Two heat pump units (Trane/scroll) are installed because the total thermal load for space heating and cooling is split into two parts in order to minimize the required water flow from the well: the two units are connected in cascade in order to maximize the  T of the ground water. Nevertheless the  T is monitored and controlled by the control system in order to avoid freezing and overheating conditions. The two units, HP1 (of 70 kW nominal capacity) and HP2 (of 100 kW nominal capacity), are both water-to-water type, electrically driven. The first unit (HP1) serves the auditorium and the classrooms of the ground floor of the main building via all-air system (air handling units). The second unit (HP2) serves the offices, the library facility and the guesthouse of the main building via hydraulic system (fan coils).

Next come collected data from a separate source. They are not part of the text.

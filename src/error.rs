use thiserror::Error;

use crate::{config, ff, net, protocol, snip};

/// Top-level error surface returned by the `server`/`client` binaries.
///
/// A malformed *individual* submission never reaches this type: the
/// per-`pk` ingest map in `bin/server.rs` just drops it from the round's
/// valid set. This type is for round- and process-level failures: bad
/// configuration, a peer disconnecting, a field modulus too small for the
/// round's parameters, or too many invalid submissions to proceed.
#[derive(Error, Debug)]
pub enum Error {
    #[error(transparent)]
    Config(#[from] config::Error),

    #[error(transparent)]
    Net(#[from] net::Error),

    #[error("io error: {0}")]
    Io(#[from] std::io::Error),

    #[error(transparent)]
    Protocol(#[from] protocol::Error),

    #[error(transparent)]
    Snip(#[from] snip::Error),

    #[error(transparent)]
    Field(#[from] ff::Error),

    #[error("round aborted: {0}")]
    Invalid(String),
}

pub type Result<T> = std::result::Result<T, Error>;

The air handling units comprise a return fan section, a double mixing box, a diverting "solar" mixing box, a coil section with a dual purpose heating/cooling coil, a spray humidifier for winter application, bag filters, a supply fan section as well as an air to air heat recovery section. Both fans are designed two speeds because winter load is much less than the summer one and winter mode is operated with half airflow rate (the supply air temperature then can take values in the comfort zone). The diverting "solar" mixing box is connected to 45 m2 field of solar air collectors for solar energy utilization as well.

The source/rejection sides of the two heat pumps are connected in series upon a single water loop, in which a plate heat exchanger represents the source of the required amount of thermal energy. The water pump feeding the heat pumps through this water loop, feeds the unit HP2 in priority since we want HP2 to operate with higher COP, since the HP2 unit is larger and it operates more hours yearly, in order to maximize energy efficiency.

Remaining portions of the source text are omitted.